Mas o Rio atual – empenhado oficialmente na divinização do gayzismo, na liberação da droga e na radicalização da demagogia racial – piorou muito. De fato, há pelo menos três décadas – de Brizola a Sérgio Cabral, passando por Moreira Franco e Benedita da Silva – o Rio sofre sob o tacão de governos corruptos e incompetentes, todos azeitados na prática da politiquice e na procura da manutenção do poder a todo custo. Um deles, Anthony “Trêfego” Garotinho, hoje deputado da “base aliada” em Brasília, foi denunciado pela Polícia Federal por compartilhar esquema para facilitar crimes de corrupção, lavagem de dinheiro e contrabando. Já o atual mandatário, Sérgio Cabral (que se diz leitor de “O Estado e a Revolução”, do sifilítico Lênin), depois de denunciado por improbidade pelo ex-governador Marcelo Alencar – este, tido como alcoólatra -, tornou-se em pouco tempo um dos homens mais ricos do pedaço.
Por que o carioca seria tão feliz? Vamos por partes. No capítulo transporte coletivo, por exemplo, a população que dele depende padece no inferno. Para os cinco milhões de usuários de seus trens, ônibus, barcas, vans e metrô, a regra geral é o convívio com a superlotação, o calor sufocante, o bodum da má conservação, colisões e atrasos que, por vezes, somam horas de tensão. Nesta agonia, o usuário se desespera. Resultado: periodicamente, após troca de socos e pontapés entre passageiros e seguranças da Central do Brasil, composições dos seus trens são incendiadas em rituais de fúria coletiva.

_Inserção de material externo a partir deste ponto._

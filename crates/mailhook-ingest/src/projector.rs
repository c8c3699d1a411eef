//! Message status projection.
//!
//! Derives delivery-history transitions from canonical events. Only
//! outcomes that settle a message's status are projected: soft bounces stay
//! visible as stored events and never touch the history record.

use mailhook_core::{
    is_hard_bounce, CanonicalWebhookEvent, EventKind, MessageEvent, MessageEventUpdate,
};

/// Projects events into status updates, preserving event order.
///
/// Events without a message id are skipped, as are soft bounces.
pub fn project(events: &[CanonicalWebhookEvent]) -> Vec<MessageEventUpdate> {
    events.iter().filter_map(project_event).collect()
}

/// Projects one event, if it settles a status.
pub fn project_event(event: &CanonicalWebhookEvent) -> Option<MessageEventUpdate> {
    let message_id = event.message_id.as_deref().filter(|id| !id.is_empty())?;

    match &event.kind {
        EventKind::Delivered => {
            Some(MessageEventUpdate::new(message_id, MessageEvent::Delivered, event.timestamp))
        },
        EventKind::Bounce(bounce) => {
            if !is_hard_bounce(&bounce.bounce_type, &bounce.bounce_category) {
                return None;
            }
            let info = format!(
                "{} {} {}",
                bounce.bounce_type, bounce.bounce_category, bounce.bounce_diagnostic
            );
            Some(
                MessageEventUpdate::new(message_id, MessageEvent::Bounced, event.timestamp)
                    .with_status_info(&info),
            )
        },
        EventKind::Complaint(complaint) => Some(
            MessageEventUpdate::new(message_id, MessageEvent::Complained, event.timestamp)
                .with_status_info(&complaint.complaint_feedback_type),
        ),
    }
}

Por sua vez, com o trânsito caótico conduzir automóvel virou um tormento. Para superar apenas dez quilômetros o cidadão enfrenta exaustivos engarrafamentos, sendo que o usuário de táxi, para além das artimanhas do trânsito, vive acuado pela bandalha de motoristas desonestos que nunca são punidos. E com um agravante: a Guarda Municipal, sem a menor preocupação com o fluir do trânsito, expropria do cidadão milhões de reais tungados pela “indústria das multas”, cuja soma, afinal, ninguém sabe para onde vai.
No item limpeza urbana, basta assinalar que mês passado a Agência TripAdvisor Internacional elegeu o Rio “uma das dez cidades turísticas mais sujas do mundo”, ao lado de Bangkok e Bombaim, urbes 100% putrefatas. Só para ilustrar, diga-se que em certas áreas da Av. Atlântica, em Copacabana, os montículos de fezes são tantos que superam em quantidade e fedor os da própria ladeira da Montanha, em Salvador, local onde o nativo deita e rola a céu aberto após engolir seu acarajé no dendê.
Ia escrever sobre como as badaladas UPPs – Unidades de Polícia Pacificadora – convivem com a violência e o tráfico de droga nos morros cariocas (chamados de “comunidades”), mas o espaço acabou.
Fica para a próxima.
(*) Ipojuca Pontes, ex-secretário nacional da Cultura, é cineasta, destacado documentarista do cinema nacional, jornalista, escritor, cronista e um dos grandes pensadores brasileiros de todos os tempos.